When asked about this by Nature, Hertz said he has had numerous conversations on the issue with “members of many communities, including those from LGBTQ+”.
A lack of rationale
In October, after NASA announced that it would not rename the telescope, Hertz summarized community reaction in an e-mail to another NASA employee: “The problem for most of the astrophysics community is not the decision itself, but the lack of rationale to explain why this is the appropriate decision. (For some people, the problem is the decision.)” He also pointed out that NASA had not transmitted the decision broadly, but rather e-mailed Nelson’s one-sentence statement to a small group of news outlets, including Nature. “That is hardly the kind of transparent process that gives the external community confidence,” he wrote.

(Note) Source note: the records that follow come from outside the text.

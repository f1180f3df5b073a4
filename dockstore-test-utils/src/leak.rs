//! Database connection leak detection.

use std::time::Duration;

use sea_orm::{DatabaseConnection, DbBackend};

use crate::{
    constant::{LEAK_CHECK_ATTEMPTS, LEAK_CHECK_INTERVAL_MS},
    error::TestError,
    poll::poll_until,
};

/// Snapshot of the connection pool behind a [`DatabaseConnection`].
///
/// sqlx exposes no count of tasks waiting for a connection, so only open and
/// idle connections are reported.
#[derive(Debug, Clone, Copy, Default, PartialEq, Eq)]
pub struct ConnectionGauge {
    /// Connections currently open, idle or checked out.
    pub size: u32,
    pub idle: u32,
}

impl ConnectionGauge {
    pub fn sample(db: &DatabaseConnection) -> Self {
        match db.get_database_backend() {
            DbBackend::Sqlite => {
                let pool = db.get_sqlite_connection_pool();
                Self {
                    size: pool.size(),
                    idle: pool.num_idle() as u32,
                }
            }
            DbBackend::Postgres => {
                let pool = db.get_postgres_connection_pool();
                Self {
                    size: pool.size(),
                    idle: pool.num_idle() as u32,
                }
            }
            _ => Self::default(),
        }
    }

    /// Connections checked out of the pool.
    pub fn active(&self) -> u32 {
        self.size.saturating_sub(self.idle)
    }
}

/// Fails when connections stay checked out after a scenario finished
///
/// Requests still completing in the webservice may hold a connection briefly,
/// and sqlx returns released connections to the pool in the background, so the
/// pool is sampled up to [`LEAK_CHECK_ATTEMPTS`] times, [`LEAK_CHECK_INTERVAL_MS`] apart.
///
/// # Returns
/// - `Ok(())` - No connection is checked out
/// - `Err(TestError::ConnectionLeak)` - Connections were active at every sample
pub async fn assert_no_leaked_connections(db: &DatabaseConnection) -> Result<(), TestError> {
    assert_no_leaked_connections_within(
        db,
        LEAK_CHECK_ATTEMPTS,
        Duration::from_millis(LEAK_CHECK_INTERVAL_MS),
    )
    .await
}

/// [`assert_no_leaked_connections`] with an explicit sampling schedule.
pub async fn assert_no_leaked_connections_within(
    db: &DatabaseConnection,
    attempts: u32,
    interval: Duration,
) -> Result<(), TestError> {
    let mut last = ConnectionGauge::default();

    let result = poll_until(attempts, interval, "no active database connections", || {
        last = ConnectionGauge::sample(db);
        let active = last.active();
        async move { Ok(active == 0) }
    })
    .await;

    match result {
        Err(TestError::PollTimeout { attempts, .. }) => Err(TestError::ConnectionLeak {
            active: last.active(),
            attempts,
        }),
        other => other,
    }
}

Walkowicz and their colleagues go much further. “This is harm from a community we have committed substantive time to and which we are passionate about,” they say.
In November, the Astrophysics Advisory Committee, a group of independent researchers who advise NASA, asked Hertz for a written report on NASA’s decision. “The rationale and explanation from the Agency were wholly insufficient, non-transparent, and uninformative regarding the naming decision communicated to the astronomical community and other stakeholders regarding the James Webb Space Telescope,” the committee wrote. It has not yet received such a report.
NASA states on its website and elsewhere that it supports diversity, equity, inclusion and accessibility. “NASA is entirely committed to the full participation and empowerment of a wide variety of people, organizations, capabilities, and assets because we know this best enables us to access everyone and everything we need to best accomplish our missions,” its policy states.
The revelations about NASA’s decision regarding the JWST come at a time of increasing concern over the way the agency handles issues of identity. Earlier this month, employees at the agency’s Goddard Space Flight Center in Greenbelt, Maryland, were told that they would no longer be able to include pronouns, such as she/her or they/them, in their display names in agency computer systems. After the move was discussed on Reddit and the astronomy community reacted negatively on other social platforms, NASA put out a statement that employees could continue to include pronouns in their e-mail signature blocks.